Electronic criminals from Mexico have been implicated in an Android mobile malware campaign that targeted financial institutions worldwide from June 2021 to April 2023, with a particular focus on Spanish and Chilean banks. was placed.
This activity is believed to be by the code-named attacker. Neonetsaid security researcher Paul Till. The findings were published by SentinelOne in response to a malware research challenge in partnership with vx-underground.
“Despite using relatively simple tools, Neo_Net has achieved a high success rate by tailoring its infrastructure to specific targets, resulting in the removal of €350,000 from victim bank accounts. This was stolen and compromised the personally identifiable information (PII) of thousands of victims,” said Thill. He said.
Primary targets include banks such as Santander, BBVA, Caixa Bank, Deutsche Bank, Crédit Agricole, and ING.
Neo_Net has ties to Spanish-speaking actors in Mexico, including selling phishing panels, selling compromised victim data to third parties, and offering a smishing-as-a-service called Ankarex. and have established themselves as adept cybercriminals. Designed to target many countries around the world.
The first point of entry for multi-stage attacks is SMS phishing. In this attack, attackers use a variety of scare tactics to trick unsuspecting recipients into clicking on fake landing pages to harvest and steal credentials via Telegram bots.

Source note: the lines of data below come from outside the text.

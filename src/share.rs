//! 分享链接模块
//!
//! 把 (文本, 源语言, 目标语言) 编码为查询参数 `text` / `from` / `to`，并能从链接中还原。

// 第三方crate导入
use url::{form_urlencoded, Url};

// 本地模块导入
use crate::error::Result;

/// 从分享链接中解析出的参数，缺失的参数为 `None`
#[derive(Debug, Clone, Default, PartialEq, Eq)]
pub struct ShareParams {
    pub text: Option<String>,
    pub from: Option<String>,
    pub to: Option<String>,
}

/// 生成分享链接: `{origin}/?text=..&from=..&to=..`
///
/// 只保留 `base_url` 的源（协议、主机、端口），路径和已有查询参数都会被替换。
pub fn generate_shareable_link(
    base_url: &str,
    text: &str,
    source_lang: &str,
    target_lang: &str,
) -> Result<String> {
    let mut url = Url::parse(base_url)?;
    url.set_path("/");
    url.set_fragment(None);
    url.query_pairs_mut()
        .clear()
        .append_pair("text", text)
        .append_pair("from", source_lang)
        .append_pair("to", target_lang);

    Ok(url.to_string())
}

/// 从完整链接、`?query` 或裸查询字符串中解析分享参数
///
/// 同名参数取第一个；无法解析的链接按没有任何参数处理。
pub fn params_from_url(link: &str) -> ShareParams {
    let link = link.trim();
    let query = if link.contains("://") {
        match Url::parse(link) {
            Ok(url) => url.query().unwrap_or_default().to_string(),
            Err(_) => String::new(),
        }
    } else {
        link.trim_start_matches('?').to_string()
    };

    let mut params = ShareParams::default();
    for (key, value) in form_urlencoded::parse(query.as_bytes()) {
        let slot = match &*key {
            "text" => &mut params.text,
            "from" => &mut params.from,
            "to" => &mut params.to,
            _ => continue,
        };
        if slot.is_none() {
            *slot = Some(value.into_owned());
        }
    }

    params
}
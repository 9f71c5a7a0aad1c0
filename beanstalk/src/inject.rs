use alloc::sync::Arc;

use crate::{any::TypeInfo, component::Dependency, errors::ResolveErrorKind, resolver::BeanResolver};

/// How a constructor parameter obtains its value during graph resolution.
pub trait DependencyResolver: Sized {
    /// # Errors
    /// Returns [`ResolveErrorKind`] if the parameter cannot be satisfied
    fn resolve(resolver: &mut BeanResolver<'_>) -> Result<Self, ResolveErrorKind>;

    #[must_use]
    fn dependency() -> Dependency;
}

/// Marks a constructor parameter for auto-injection.
///
/// `Dep` may be a concrete component type or a `dyn Capability` type; either
/// way the shared singleton is handed over.
pub struct Inject<Dep: ?Sized>(pub Arc<Dep>);

impl<Dep> DependencyResolver for Inject<Dep>
where
    Dep: ?Sized + Send + Sync + 'static,
{
    fn resolve(resolver: &mut BeanResolver<'_>) -> Result<Self, ResolveErrorKind> {
        resolver.resolve_dependency().map(Self)
    }

    fn dependency() -> Dependency {
        Dependency {
            type_info: TypeInfo::of::<Dep>(),
            injected: true,
        }
    }
}

/// An unmarked constructor parameter is never auto-wired: it always resolves
/// to `None`, even when a matching type is registered.
impl<Dep> DependencyResolver for Option<Dep>
where
    Dep: 'static,
{
    fn resolve(_resolver: &mut BeanResolver<'_>) -> Result<Self, ResolveErrorKind> {
        Ok(None)
    }

    fn dependency() -> Dependency {
        Dependency {
            type_info: TypeInfo::of::<Dep>(),
            injected: false,
        }
    }
}

#[cfg(test)]
mod tests {
    use alloc::{sync::Arc, vec::Vec};

    use super::{DependencyResolver, Inject};
    use crate::{
        any::TypeInfo,
        component::ComponentDescriptor,
        registry::TypeRegistry,
        resolver::BeanResolver,
        store::BeanStore,
    };

    struct Marker;

    #[test]
    fn test_dependency_metadata() {
        assert!(<Inject<Marker> as DependencyResolver>::dependency().injected);
        assert!(!<Option<Marker> as DependencyResolver>::dependency().injected);
        assert_eq!(
            <Option<Marker> as DependencyResolver>::dependency().type_info,
            TypeInfo::of::<Marker>()
        );
    }

    #[test]
    fn test_unmarked_parameter_stays_empty() {
        let registry = TypeRegistry::with_descriptors(Vec::from([ComponentDescriptor {
            type_info: TypeInfo::of::<Marker>(),
            capabilities: Vec::new(),
            dependencies: Vec::new(),
            constructor: Some(|resolver| {
                resolver.insert(Arc::new(Marker));
                Ok(())
            }),
        }]));
        let mut store = BeanStore::new();
        let mut resolver = BeanResolver::new(&registry, &mut store);
        resolver.resolve_all().unwrap();

        let unmarked = <Option<Marker> as DependencyResolver>::resolve(&mut resolver).unwrap();
        assert!(unmarked.is_none());

        let marked = <Inject<Marker> as DependencyResolver>::resolve(&mut resolver).unwrap();
        let marked_again = <Inject<Marker> as DependencyResolver>::resolve(&mut resolver).unwrap();
        assert!(Arc::ptr_eq(&marked.0, &marked_again.0));
    }
}
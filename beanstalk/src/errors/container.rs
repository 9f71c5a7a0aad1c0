use super::{resolve::ResolveErrorKind, scan::ScanErrorKind};
use crate::any::TypeInfo;

#[derive(thiserror::Error, Debug)]
pub enum InitErrorKind {
    #[error(transparent)]
    Scan(#[from] ScanErrorKind),
    #[error(transparent)]
    Resolve(#[from] ResolveErrorKind),
}

#[derive(thiserror::Error, Debug)]
pub enum GetErrorKind {
    #[error("No bean registered for `{type_info}`")]
    BeanNotFound { type_info: TypeInfo },
}
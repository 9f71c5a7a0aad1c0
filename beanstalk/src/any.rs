use alloc::{boxed::Box, collections::BTreeMap};
use core::{
    any::{type_name, Any, TypeId},
    cmp::Ordering,
    fmt::{self, Display, Formatter},
};

#[derive(Debug, Clone, Copy)]
pub struct TypeInfo {
    pub name: &'static str,
    pub id: TypeId,
}

impl PartialEq for TypeInfo {
    fn eq(&self, other: &Self) -> bool {
        self.id == other.id
    }
}

impl Eq for TypeInfo {}

impl PartialOrd for TypeInfo {
    fn partial_cmp(&self, other: &Self) -> Option<Ordering> {
        Some(self.cmp(other))
    }
}

impl Ord for TypeInfo {
    fn cmp(&self, other: &Self) -> Ordering {
        self.id.cmp(&other.id)
    }
}

impl Display for TypeInfo {
    fn fmt(&self, f: &mut Formatter<'_>) -> fmt::Result {
        f.write_str(self.name)
    }
}

impl TypeInfo {
    #[inline]
    #[must_use]
    pub fn of<T>() -> Self
    where
        T: ?Sized + 'static,
    {
        Self {
            name: type_name::<T>(),
            id: TypeId::of::<T>(),
        }
    }

    #[inline]
    #[must_use]
    pub fn short_name(&self) -> &'static str {
        self.name.rsplit_once("::").map_or(self.name, |(_, name)| name)
    }
}

pub(crate) type BoxedBean = Box<dyn Any + Send + Sync>;
pub(crate) type Map = BTreeMap<TypeInfo, BoxedBean>;
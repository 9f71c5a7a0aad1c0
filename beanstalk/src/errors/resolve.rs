use alloc::boxed::Box;
use core::fmt::{self, Display, Formatter};

use crate::any::TypeInfo;

#[derive(thiserror::Error, Debug)]
pub enum ResolveErrorKind {
    #[error("No implementation registered for `{dependency}` required by `{requested_by}`")]
    DependencyNotFound {
        dependency: TypeInfo,
        requested_by: TypeInfo,
    },
    #[error("Component `{component}` has no usable constructor")]
    NoConstructor { component: TypeInfo },
    #[error("Cyclic dependency detected: {chain}")]
    CyclicDependency { chain: DependencyChain },
    #[error(transparent)]
    Instantiate(#[from] InstantiateErrorKind),
}

/// The in-progress resolution path that closed into a cycle.
///
/// The first and last entries name the same type.
#[derive(Debug)]
pub struct DependencyChain(pub Box<[TypeInfo]>);

impl Display for DependencyChain {
    fn fmt(&self, f: &mut Formatter<'_>) -> fmt::Result {
        let mut first = true;
        for type_info in &self.0 {
            if !first {
                write!(f, " -> ")?;
            }
            write!(f, "`{type_info}`")?;
            first = false;
        }
        Ok(())
    }
}

#[derive(thiserror::Error, Debug)]
pub enum InstantiateErrorKind {
    #[error(transparent)]
    Custom(#[from] anyhow::Error),
}
use alloc::{collections::BTreeMap, vec::Vec};
use tracing::debug;

use crate::{any::TypeInfo, component::ComponentDescriptor};

/// Everything the scan discovered, indexed for resolution.
///
/// Populated once from the scan output, read-only afterward. Keys are type
/// identities; the capability map records which concrete type implements each
/// declared capability, with the last registration winning on collisions.
pub struct TypeRegistry {
    components: BTreeMap<TypeInfo, ComponentDescriptor>,
    capabilities: BTreeMap<TypeInfo, TypeInfo>,
}

impl Default for TypeRegistry {
    fn default() -> Self {
        Self::new()
    }
}

impl TypeRegistry {
    #[inline]
    #[must_use]
    pub fn new() -> Self {
        Self {
            components: BTreeMap::new(),
            capabilities: BTreeMap::new(),
        }
    }

    /// Builds a registry by registering `descriptors` in order.
    #[must_use]
    pub fn with_descriptors(descriptors: Vec<ComponentDescriptor>) -> Self {
        let mut registry = Self::new();
        for descriptor in descriptors {
            registry.register(descriptor);
        }
        registry
    }

    /// Registers a component and claims every capability it declares.
    ///
    /// A capability already claimed by an earlier registration is overwritten,
    /// never rejected.
    pub fn register(&mut self, descriptor: ComponentDescriptor) {
        for capability in &descriptor.capabilities {
            if let Some(previous) = self.capabilities.insert(capability.type_info, descriptor.type_info) {
                debug!(
                    capability = capability.type_info.name,
                    previous = previous.name,
                    component = descriptor.type_info.name,
                    "Capability implementation overridden"
                );
            }
        }

        debug!(component = descriptor.type_info.name, "Registered component");
        self.components.insert(descriptor.type_info, descriptor);
    }

    #[inline]
    #[must_use]
    pub fn get(&self, type_info: &TypeInfo) -> Option<&ComponentDescriptor> {
        self.components.get(type_info)
    }

    /// Maps a capability to the concrete type that currently implements it.
    #[inline]
    #[must_use]
    pub fn resolve_capability(&self, capability: &TypeInfo) -> Option<TypeInfo> {
        self.capabilities.get(capability).copied()
    }

    #[inline]
    #[must_use]
    pub fn contains(&self, type_info: &TypeInfo) -> bool {
        self.components.contains_key(type_info) || self.capabilities.contains_key(type_info)
    }

    pub(crate) fn component_types(&self) -> impl Iterator<Item = TypeInfo> + '_ {
        self.components.keys().copied()
    }

    #[inline]
    #[must_use]
    pub fn len(&self) -> usize {
        self.components.len()
    }

    #[inline]
    #[must_use]
    pub fn is_empty(&self) -> bool {
        self.components.is_empty()
    }
}
mod attr;

pub(crate) use attr::ComponentArgs;

use proc_macro2::{Span, TokenStream};
use quote::{format_ident, quote, quote_spanned};
use syn::{spanned::Spanned as _, Error, FnArg, Ident, ImplItem, ImplItemFn, Item, ItemImpl, ReturnType, Type};

pub(crate) fn expand(args: ComponentArgs, mut item: Item) -> syn::Result<TokenStream> {
    match item {
        Item::Impl(ItemImpl { trait_: Some(_), .. }) => Err(Error::new_spanned(item, "`#[component]` cannot be used on trait impls")),
        Item::Impl(ItemImpl {
            trait_: None,
            ref generics,
            ref mut items,
            ref self_ty,
            ..
        }) => {
            if !generics.params.is_empty() {
                return Err(Error::new_spanned(generics, "generic components are not supported"));
            }

            let self_ty = self_ty.clone();
            let ty_ident = self_type_ident(&self_ty)?;

            let mut construct_methods = items
                .iter_mut()
                .filter_map(|item| {
                    if let ImplItem::Fn(impl_item_fn) = item {
                        Some(impl_item_fn)
                    } else {
                        None
                    }
                })
                .filter(|impl_item_fn| has_construct_attr(impl_item_fn))
                .collect::<Vec<_>>();

            if construct_methods.len() > 1 {
                return Err(Error::new_spanned(
                    &construct_methods[1],
                    "`#[construct]` can only be used once per component",
                ));
            }

            let constructor = match construct_methods.first_mut() {
                Some(impl_item_fn) => {
                    let parts = ConstructorParts::from_method(impl_item_fn)?;
                    // Remove `construct` attribute from final code
                    impl_item_fn.attrs.retain(|attr| !attr.path().is_ident("construct"));
                    Some(parts)
                }
                None => None,
            };

            let tokens = expand_component(&self_ty, &ty_ident, &args, constructor.as_ref());

            Ok(quote! {
                #item
                #tokens
            })
        }
        _ => Err(Error::new_spanned(item, "`#[component]` can only be used on `impl` blocks")),
    }
}

struct ConstructorParts {
    fn_name: Ident,
    param_types: Vec<Type>,
    impl_span: Span,
}

impl ConstructorParts {
    fn from_method(impl_item_fn: &ImplItemFn) -> syn::Result<Self> {
        if matches!(impl_item_fn.sig.output, ReturnType::Default) {
            return Err(Error::new_spanned(
                &impl_item_fn.sig.output,
                "constructor must have an explicit return type",
            ));
        }

        let param_types = impl_item_fn
            .sig
            .inputs
            .iter()
            .map(|input| match input {
                FnArg::Typed(pat_type) => Ok((*pat_type.ty).clone()),
                FnArg::Receiver(_) => Err(Error::new_spanned(input, "constructors with `self` are not supported")),
            })
            .collect::<syn::Result<Vec<_>>>()?;

        Ok(Self {
            fn_name: impl_item_fn.sig.ident.clone(),
            param_types,
            impl_span: impl_item_fn.span(),
        })
    }
}

fn expand_component(self_ty: &Type, ty_ident: &Ident, args: &ComponentArgs, constructor: Option<&ConstructorParts>) -> TokenStream {
    let lower = ty_ident.to_string().to_lowercase();
    let upper = ty_ident.to_string().to_uppercase();

    let descriptor_name = format_ident!("__beanstalk_{}_descriptor", lower);
    let construct_name = format_ident!("__beanstalk_{}_construct", lower);
    let entry_name = format_ident!("__BEANSTALK_{}_ENTRY", upper);

    let bind_names = (0..args.provides.len())
        .map(|index| format_ident!("__beanstalk_{}_bind_{}", lower, index))
        .collect::<Vec<_>>();

    let bind_fns = args.provides.iter().zip(&bind_names).map(|(capability, bind_name)| {
        quote_spanned! { capability.span() =>
            #[doc(hidden)]
            fn #bind_name(store: &mut ::beanstalk::BeanStore) {
                if let ::core::option::Option::Some(bean) = store.get::<#self_ty>() {
                    store.insert::<#capability>(bean);
                }
            }
        }
    });

    let capabilities = if args.provides.is_empty() {
        quote! { ::beanstalk::macros_utils::aliases::Vec::new() }
    } else {
        let bindings = args.provides.iter().zip(&bind_names).map(|(capability, bind_name)| {
            quote_spanned! { capability.span() =>
                ::beanstalk::CapabilityBinding {
                    type_info: ::beanstalk::TypeInfo::of::<#capability>(),
                    bind: #bind_name,
                }
            }
        });
        quote! { ::beanstalk::macros_utils::aliases::Vec::from([ #( #bindings, )* ]) }
    };

    let (dependencies, constructor_expr, construct_fn) = match constructor {
        Some(parts) => {
            let dependencies = if parts.param_types.is_empty() {
                quote! { ::beanstalk::macros_utils::aliases::Vec::new() }
            } else {
                let entries = parts.param_types.iter().map(|ty| {
                    quote_spanned! { ty.span() =>
                        <#ty as ::beanstalk::DependencyResolver>::dependency()
                    }
                });
                quote! { ::beanstalk::macros_utils::aliases::Vec::from([ #( #entries, )* ]) }
            };

            let fn_name = &parts.fn_name;
            let arg_names = (0..parts.param_types.len())
                .map(|index| Ident::new(&format!("arg{index}"), Span::call_site()))
                .collect::<Vec<_>>();
            let resolve_args = parts.param_types.iter().zip(&arg_names).map(|(ty, arg_name)| {
                quote_spanned! { ty.span() =>
                    let #arg_name = <#ty as ::beanstalk::DependencyResolver>::resolve(resolver)?;
                }
            });

            let construct_fn = quote_spanned! { parts.impl_span =>
                #[doc(hidden)]
                fn #construct_name(
                    resolver: &mut ::beanstalk::BeanResolver<'_>,
                ) -> ::core::result::Result<(), ::beanstalk::ResolveErrorKind> {
                    #( #resolve_args )*
                    let component = #self_ty::#fn_name(#( #arg_names ),*)
                        .map_err(|err| ::beanstalk::ResolveErrorKind::Instantiate(::core::convert::Into::into(err)))?;
                    resolver.insert(::beanstalk::macros_utils::aliases::Arc::new(component));
                    ::core::result::Result::Ok(())
                }
            };

            (
                dependencies,
                quote! { ::core::option::Option::Some(#construct_name) },
                construct_fn,
            )
        }
        None => (
            quote! { ::beanstalk::macros_utils::aliases::Vec::new() },
            quote! { ::core::option::Option::None },
            quote! {},
        ),
    };

    quote! {
        #( #bind_fns )*

        #construct_fn

        #[doc(hidden)]
        fn #descriptor_name() -> ::beanstalk::ComponentDescriptor {
            ::beanstalk::ComponentDescriptor {
                type_info: ::beanstalk::TypeInfo::of::<#self_ty>(),
                capabilities: #capabilities,
                dependencies: #dependencies,
                constructor: #constructor_expr,
            }
        }

        #[doc(hidden)]
        #[::beanstalk::entries::distributed_slice(::beanstalk::entries::__COMPONENT_ENTRIES)]
        #[linkme(crate = ::beanstalk::entries::linkme)]
        static #entry_name: ::beanstalk::ComponentEntry = ::beanstalk::ComponentEntry {
            module_path: ::core::module_path!(),
            descriptor: #descriptor_name,
        };
    }
}

fn has_construct_attr(impl_item_fn: &ImplItemFn) -> bool {
    impl_item_fn.attrs.iter().any(|attr| attr.path().is_ident("construct"))
}

fn self_type_ident(self_ty: &Type) -> syn::Result<Ident> {
    let Type::Path(type_path) = self_ty else {
        return Err(Error::new_spanned(self_ty, "component type must be a plain path"));
    };
    let Some(segment) = type_path.path.segments.last() else {
        return Err(Error::new_spanned(self_ty, "component type must be a plain path"));
    };
    if !segment.arguments.is_none() {
        return Err(Error::new_spanned(self_ty, "generic components are not supported"));
    }

    Ok(segment.ident.clone())
}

“The phishing page was meticulously configured using Neo_Net’s panel PRIV8, implementing multiple defenses such as blocking requests from non-mobile user agents and hiding the page from bots and network scanners. “We had a lot of fun,” Thill explained.
“These pages are designed to closely resemble real banking applications, complete with animations that create a compelling look.”
Attackers have also been seen tricking bank customers into installing rogue Android apps under the guise of security software. This app, once installed, requests SMS permission to retrieve her SMS-based Two-Factor Authentication (2FA) code sent by her bank.
Meanwhile, the Ankarex platform has been active since May 2022. It is actively promoted on the Telegram channel, which has about 1,700 subscribers.
“The service itself is accessible via ankarex[.]After going online and registering, users can use cryptocurrency transfers to upload funds and specify SMS content and target phone numbers to launch their own smishing campaigns,” said Till. increase.
The development comes as ThreatFabric details a new Anatsa (aka TeaBot) banking Trojan campaign that has been targeting banking customers in the US, UK, Germany, Austria and Switzerland since early March 2023. rice field.